== Exercise objective ==
Once you have read the entries, copy all of them exactly.

== Dataset content ==
//! Per-user profile documents and the single-document mutations applied to them.
//!
//! Every operation resolves to one `ProfileUpdate` executed atomically by a
//! `ProfileRepository`. `MemoryProfileStore` is the in-process implementation, with an
//! optional JSON snapshot read on connect and written on disconnect.

pub mod domain;
pub mod identity;
pub mod repository;
pub mod requests;
pub mod router;
pub mod service;
pub mod store;
pub mod update;
pub(crate) mod validation;

#[cfg(test)]
mod tests;

pub use domain::{
    level_for_experience, Badge, CompletedChallenge, LearningPreferences, LearningStyle,
    MindfulnessSession, Mood, MoodEntry, MoodEntryId, NotificationSettings, PersonalInfo,
    PrivacySettings, ProfileDocument, ProfileSection, ProfileVisibility, Progress, SectionName,
    Settings, Social, SpeakingTask, Theme, UserId, UserProfile, Wellbeing,
};
pub use identity::CallerIdentity;
pub use repository::{ProfileRepository, RepositoryError, SetInsertion, WriteMode};
pub use requests::{
    BadgeInput, ChallengeInput, GroupInput, MentorInput, MindfulnessInput, MoodInput, MoodRange,
    SpeakingTaskInput, StreakInput, ThemeInput, XpInput,
};
pub use router::profile_router;
pub use service::{ProfileService, ProfileServiceError};
pub use store::{MemoryProfileStore, StoreError};
pub use update::{ProfileUpdate, SetField};
pub use validation::ProfileViolation;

== Answer section ==
//! Per-user profile documents and the single-document mutations applied to them.
//!
//! Every operation resolves to one `ProfileUpdate` executed atomically by a
//! `ProfileRepository`. `MemoryProfileStore` is the in-process implementation, with an
//! optional JSON snapshot read on connect and written on disconnect.

pub mod domain;
pub mod identity;
pub mod repository;
pub mod requests;
pub mod router;
pub mod service;
pub mod store;
pub mod update;
pub(crate) mod validation;

#[cfg(test)]
mod tests;

pub use domain::{
    level_for_experience, Badge, CompletedChallenge, LearningPreferences, LearningStyle,
    MindfulnessSession, Mood, MoodEntry, MoodEntryId, NotificationSettings, PersonalInfo,
    PrivacySettings, ProfileDocument, ProfileSection, ProfileVisibility, Progress, SectionName,
    Settings, Social, SpeakingTask, Theme, UserId, UserProfile, Wellbeing,
};
pub use identity::CallerIdentity;
pub use repository::{ProfileRepository, RepositoryError, SetInsertion, WriteMode};
pub use requests::{
    BadgeInput, ChallengeInput, GroupInput, MentorInput, MindfulnessInput, MoodInput, MoodRange,
    SpeakingTaskInput, StreakInput, ThemeInput, XpInput,
};
pub use router::profile_router;
pub use service::{ProfileService, ProfileServiceError};
pub use store::{MemoryProfileStore, StoreError};
pub use update::{ProfileUpdate, SetField};
pub use validation::ProfileViolation;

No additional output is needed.